* Prompt
Examine every line of the listing below. Count those containing "manager" and state only the result.
BEGIN Data to examine
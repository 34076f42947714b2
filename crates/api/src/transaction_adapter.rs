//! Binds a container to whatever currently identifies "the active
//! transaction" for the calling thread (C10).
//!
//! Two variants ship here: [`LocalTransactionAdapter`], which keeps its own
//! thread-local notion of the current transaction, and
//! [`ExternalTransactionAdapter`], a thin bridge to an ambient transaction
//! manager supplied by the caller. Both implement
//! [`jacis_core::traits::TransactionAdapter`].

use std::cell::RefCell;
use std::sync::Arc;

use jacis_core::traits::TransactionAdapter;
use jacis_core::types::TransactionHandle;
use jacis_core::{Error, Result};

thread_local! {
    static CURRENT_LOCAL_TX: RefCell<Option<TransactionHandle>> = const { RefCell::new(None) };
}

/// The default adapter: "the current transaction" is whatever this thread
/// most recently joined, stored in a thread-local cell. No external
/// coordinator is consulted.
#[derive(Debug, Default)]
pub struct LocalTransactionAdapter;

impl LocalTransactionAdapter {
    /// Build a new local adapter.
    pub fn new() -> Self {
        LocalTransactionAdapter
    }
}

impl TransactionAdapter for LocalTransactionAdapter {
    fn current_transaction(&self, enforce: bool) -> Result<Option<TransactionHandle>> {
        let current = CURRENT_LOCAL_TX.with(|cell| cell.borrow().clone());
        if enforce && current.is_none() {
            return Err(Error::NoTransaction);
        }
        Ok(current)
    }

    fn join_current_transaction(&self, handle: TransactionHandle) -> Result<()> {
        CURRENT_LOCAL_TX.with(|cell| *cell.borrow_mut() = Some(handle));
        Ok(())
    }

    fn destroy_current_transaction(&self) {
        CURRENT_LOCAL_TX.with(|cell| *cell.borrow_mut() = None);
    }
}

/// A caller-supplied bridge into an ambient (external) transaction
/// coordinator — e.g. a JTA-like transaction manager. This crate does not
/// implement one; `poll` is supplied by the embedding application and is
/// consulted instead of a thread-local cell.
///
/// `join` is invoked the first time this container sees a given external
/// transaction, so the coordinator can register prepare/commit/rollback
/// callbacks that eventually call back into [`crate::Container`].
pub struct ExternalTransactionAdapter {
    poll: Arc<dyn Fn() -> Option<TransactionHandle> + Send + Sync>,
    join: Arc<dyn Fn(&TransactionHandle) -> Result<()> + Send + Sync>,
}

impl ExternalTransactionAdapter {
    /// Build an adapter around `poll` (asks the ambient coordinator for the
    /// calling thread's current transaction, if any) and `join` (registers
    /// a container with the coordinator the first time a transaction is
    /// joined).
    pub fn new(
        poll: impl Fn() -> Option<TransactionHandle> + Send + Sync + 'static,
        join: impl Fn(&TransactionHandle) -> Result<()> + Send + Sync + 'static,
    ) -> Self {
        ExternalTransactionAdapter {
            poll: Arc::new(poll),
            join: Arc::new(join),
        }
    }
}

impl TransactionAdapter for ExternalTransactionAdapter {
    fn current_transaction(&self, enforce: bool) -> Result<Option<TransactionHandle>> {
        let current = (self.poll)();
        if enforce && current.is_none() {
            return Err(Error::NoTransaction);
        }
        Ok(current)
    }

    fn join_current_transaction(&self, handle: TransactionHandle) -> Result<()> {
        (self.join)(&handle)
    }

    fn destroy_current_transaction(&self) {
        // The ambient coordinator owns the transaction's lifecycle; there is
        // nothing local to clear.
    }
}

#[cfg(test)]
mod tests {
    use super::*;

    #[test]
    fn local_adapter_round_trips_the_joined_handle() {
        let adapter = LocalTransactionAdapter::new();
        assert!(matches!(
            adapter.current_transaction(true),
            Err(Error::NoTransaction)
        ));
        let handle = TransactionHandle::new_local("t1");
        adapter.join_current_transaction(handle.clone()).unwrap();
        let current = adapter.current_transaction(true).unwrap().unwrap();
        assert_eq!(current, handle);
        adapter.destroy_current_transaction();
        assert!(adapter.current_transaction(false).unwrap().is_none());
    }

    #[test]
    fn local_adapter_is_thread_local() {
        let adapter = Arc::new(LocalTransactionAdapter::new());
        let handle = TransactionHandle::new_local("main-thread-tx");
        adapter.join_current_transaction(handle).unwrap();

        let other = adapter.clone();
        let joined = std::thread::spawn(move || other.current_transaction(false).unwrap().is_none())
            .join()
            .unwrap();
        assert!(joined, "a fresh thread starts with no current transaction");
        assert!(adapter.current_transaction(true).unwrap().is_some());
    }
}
END Data to examine
BEGIN Data to examine
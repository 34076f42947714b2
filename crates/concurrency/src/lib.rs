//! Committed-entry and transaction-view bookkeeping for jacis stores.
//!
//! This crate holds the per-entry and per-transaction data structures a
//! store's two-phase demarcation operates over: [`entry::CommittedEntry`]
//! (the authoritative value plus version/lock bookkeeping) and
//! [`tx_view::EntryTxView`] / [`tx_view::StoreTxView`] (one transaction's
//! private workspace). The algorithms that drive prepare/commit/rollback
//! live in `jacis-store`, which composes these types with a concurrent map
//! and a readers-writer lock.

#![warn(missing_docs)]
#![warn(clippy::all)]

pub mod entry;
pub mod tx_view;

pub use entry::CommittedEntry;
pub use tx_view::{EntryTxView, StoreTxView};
END Data to examine
* Solution
2